Friday, May 4, 2007

Nursing Home Dichotomy

Tonight at 2000, we received an unresponsive patient from the nursing home down the street that subsequently bought a tube, coded twice, and ended up in CCU on Epi and Levophed drips. This lady was normally alert and oriented, but today at 1400 they noticed that she was unresponsive. They didn't call EMS until 1945.

Tonight at 2300, we received a patient from the same nursing home with a complaint of a fever for one hour. Her temp on arrival was 99.1 and was reported to have been 100.3 earlier. We did a CBC and a UA, diagnosed a UTI and sent her back. She was in the ER for less than 45 minutes.

How on earth can you not send an unresponsive patient to the ER for almost 6 hours, but send a patient with a low grade temp in after 1 hour?

12 comments:

Anonymous said...

Shift change?

Anonymous said...

It's the weekend. We used to get hit with patients from the nearby nursing home on Fridays because the covering weekend docs didn't want to deal with anything serious over the weekend. During the weekends, nursing homes don't have enough staff or don't have the regular staff working. What day did the first patient come in?

Full-On-Forward said...

Now Monkey,

You know Ms. Coma was "sleeping so well we just didn't want to wake her." And Ms 99.1 had to Daughter from hell who reads Web Md ibstead of doing Soduku or whatever the heck that numbers game is and she pitched a bitch fit at the Nurses Station and was sent immediately!

Also- my hats off to ANYONE who works in Extended care. I'm not bashing you- I know you are understaffed and underpaid- but For GOD'S SAKE- don't DOCUMENT that she was unresponsive for 6 hours...just ease her butt on in as if.......

Great Blog Monkey- New reader

Judy said...

anonymous nailed it.

RN's probably changed shift at 1900 or maybe even 1930.

Angry Nurse said...

If I had a dime for every time I saw the same situation....

Mother Jones RN said...

My children tell me that they plan to put me in a nursing home someday....ON MOTHER'S DAY! The little darlings. It's sad hearing stories like this, but it happens all the time. I'm sure that John's assessment of what happend is right on the money.

MJ

Ambulance Driver said...

"How on earth can you not send an unresponsive patient to the ER for almost 6 hours, but send a patient with a low grade temp in after 1 hour?"

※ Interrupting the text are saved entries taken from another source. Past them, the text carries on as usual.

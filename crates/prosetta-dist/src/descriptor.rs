use crate::DistError;
use serde::Deserialize;
use std::fmt;
use std::path::{Component, Path, PathBuf};
use std::str::FromStr;

/// Descriptor filename looked up in the working directory by default.
pub const DEFAULT_DESCRIPTOR: &str = "prosetta-dist.toml";

/// Packaging mode. Both modes stage the same tree and must produce
/// behavior-identical applications; they differ only in the final shape.
#[derive(Debug, Clone, Copy, PartialEq, Eq, Deserialize)]
#[serde(rename_all = "kebab-case")]
pub enum DistMode {
    /// A ready-to-run directory under `dist_dir/{name}/`.
    Folder,
    /// One gzip tar at `dist_dir/{name}.tar.gz`.
    SingleFile,
}

impl DistMode {
    pub fn as_str(self) -> &'static str {
        match self {
            Self::Folder => "folder",
            Self::SingleFile => "single-file",
        }
    }
}

impl fmt::Display for DistMode {
    fn fmt(&self, f: &mut fmt::Formatter<'_>) -> fmt::Result {
        f.write_str(self.as_str())
    }
}

impl FromStr for DistMode {
    type Err = String;

    fn from_str(s: &str) -> Result<Self, Self::Err> {
        match s {
            "folder" => Ok(Self::Folder),
            "single-file" | "onefile" => Ok(Self::SingleFile),
            other => Err(format!("unknown mode '{other}', expected folder or single-file")),
        }
    }
}

/// One asset mapping: a file or directory copied into the staged tree.
#[derive(Debug, Clone, Deserialize)]
pub struct Asset {
    pub source: PathBuf,
    pub dest: PathBuf,
}

#[derive(Debug, Clone, Deserialize)]
#[serde(deny_unknown_fields)]
pub struct DistSpec {
    pub name: String,
    pub mode: DistMode,
    /// The launcher binary shipped at the artifact root.
    pub entry: PathBuf,
    #[serde(default)]
    pub assets: Vec<Asset>,
    /// Filename suffixes dropped while staging.
    #[serde(default)]
    pub exclude: Vec<String>,
    #[serde(default = "default_build_dir")]
    pub build_dir: PathBuf,
    #[serde(default = "default_dist_dir")]
    pub dist_dir: PathBuf,
}

fn default_build_dir() -> PathBuf {
    PathBuf::from("build")
}

fn default_dist_dir() -> PathBuf {
    PathBuf::from("dist")
}

impl DistSpec {
    pub fn load(path: &Path) -> Result<Self, DistError> {
        let content = std::fs::read_to_string(path).map_err(|e| {
            DistError::Descriptor(format!("cannot read {}: {e}", path.display()))
        })?;
        let spec: Self = toml::from_str(&content)
            .map_err(|e| DistError::Descriptor(format!("{}: {e}", path.display())))?;
        spec.validate()?;
        Ok(spec)
    }

    pub fn validate(&self) -> Result<(), DistError> {
        if self.name.is_empty()
            || !self
                .name
                .chars()
                .all(|c| c.is_ascii_alphanumeric() || matches!(c, '-' | '_' | '.'))
        {
            return Err(DistError::Descriptor(format!(
                "artifact name '{}' must be non-empty and match [a-zA-Z0-9._-]",
                self.name
            )));
        }
        for asset in &self.assets {
            if !is_relative_clean(&asset.dest) {
                return Err(DistError::Descriptor(format!(
                    "asset dest '{}' must be a clean relative path",
                    asset.dest.display()
                )));
            }
        }
        Ok(())
    }
}

/// Reject absolute destinations and anything containing `..`.
fn is_relative_clean(path: &Path) -> bool {
    !path.as_os_str().is_empty()
        && path
            .components()
            .all(|c| matches!(c, Component::Normal(_)))
}
use crate::StoreError;
use serde::{Deserialize, Serialize};
use std::fs;
use std::io::Write;
use std::path::{Path, PathBuf};
use tempfile::NamedTempFile;

/// Current store format version. Incremented on incompatible layout changes.
pub const STORE_FORMAT_VERSION: u32 = 1;
const VERSION_FILE: &str = "version";

/// Directory layout for the Prosetta store.
///
/// Cache entries and job records each live in their own subdirectory; a
/// version marker guards against opening a store written by an incompatible
/// release. Subdirectories are created by [`initialize`](Self::initialize).
#[derive(Debug, Clone)]
pub struct StoreLayout {
    root: PathBuf,
}

#[derive(Debug, Serialize, Deserialize)]
struct StoreVersion {
    format_version: u32,
}

impl StoreLayout {
    pub fn new(root: impl Into<PathBuf>) -> Self {
        Self { root: root.into() }
    }

    #[inline]
    pub fn root(&self) -> &Path {
        &self.root
    }

    #[inline]
    pub fn cache_dir(&self) -> PathBuf {
        self.root.join("cache")
    }

    #[inline]
    pub fn jobs_dir(&self) -> PathBuf {
        self.root.join("jobs")
    }

    #[inline]
    pub fn lock_file(&self) -> PathBuf {
        self.root.join(".lock")
    }

    fn version_file(&self) -> PathBuf {
        self.root.join(VERSION_FILE)
    }

    /// Create the directory tree and version marker, then verify the version.
    /// Safe to call on every startup.
    pub fn initialize(&self) -> Result<(), StoreError> {
        fs::create_dir_all(self.cache_dir())?;
        fs::create_dir_all(self.jobs_dir())?;

        if !self.version_file().exists() {
            let content = serde_json::to_string_pretty(&StoreVersion {
                format_version: STORE_FORMAT_VERSION,
            })?;
            let mut tmp = NamedTempFile::new_in(&self.root)?;
            tmp.write_all(content.as_bytes())?;
            tmp.as_file().sync_all()?;
            tmp.persist(self.version_file())
                .map_err(|e| StoreError::Io(e.error))?;
            crate::fsync_dir(&self.root)?;
        }
        self.verify_version()
    }

    pub fn verify_version(&self) -> Result<(), StoreError> {
        let content = fs::read_to_string(self.version_file())?;
        let version: StoreVersion = serde_json::from_str(&content)?;
        if version.format_version != STORE_FORMAT_VERSION {
            return Err(StoreError::VersionMismatch {
                expected: STORE_FORMAT_VERSION,
                found: version.format_version,
            });
        }
        Ok(())
    }
}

Because by the time the average nursing home LPN sets up her med cart, makes a med pass, does her charting, sets up her cart for the next medpass, does that one, and charts again, and 8 hour shift has passed - during which she has laid eyes on her patients for maybe 10 minutes or so.

So it's not really surprising that some nurses push the panic button at the FIRST sign of a problem, no matter how trivial, and other nurses miss an acute change entirely until it's too late.

Plus, nursing homes do not attract the best nurses. If a good nurse DOES happen to work in a nursing home, the workload and the environment will eventually ruin her/him as a nurse.

I rarely listen to nurses when I pick up patients at nursing homes. The aides know far more about the patients than the nurses do.

Ambulance Driver said...

Here's my take on nursing homes:

http://tinyurl.com/22rgxd

shrimplate said...

"The aides know far more about the patients than the nurses do."

Too true. In nursing homes the RN's don't have much contact with patients because they're buried in senseless paperwork.

The LPN's are too busy crushing pills and passing meds to 40 residents a couple/few times a shift.

If a resident gets sick, it's very likely that a nurse aide will be the one to catch it first and many of them are very good at that, but that's neither what they are paid nor trained to do. And they're busy as hell bathing/feeding/bedding and don't have time to chat.

Nursing homes are like war: they're all about ruining people.

MonkeyGirl said...

At the very beginning of my "medical career" I worked as a CNA in a nursing home for 2 years. I knew absolutely nothing about patients except how to take vitals and how to do a bed bath. I worked my ass off for minimum wage, but I wouldn't change the experience for the world. I've changed a lot since then, but nursing homes haven't. Regardless how much I know about them, I'll never understand them.

The Platypus said...

When I worked day shift you always knew it was 7:00 AM because the nursing home down the street would send us one found dead on morning rounds.

Anonymous said...

I work as a prn RN in a nursing home/rehab. We have 25-30 patients per nurse. So, because of pushing pills and required medicare/medicaid paperwork, there is not a lot of time for assessment. The shift change was probably the reason that patient finally got sent, I know that I sent in someone over the weekend right after getting report, who went from alert and oriented to near comatose and O2 sats of 80%, who the other nurse thought might be "a little sick." Then I get stuck with the paramedic acting like I'm an idiot since this patient has been like this all day. Longterm care sucks.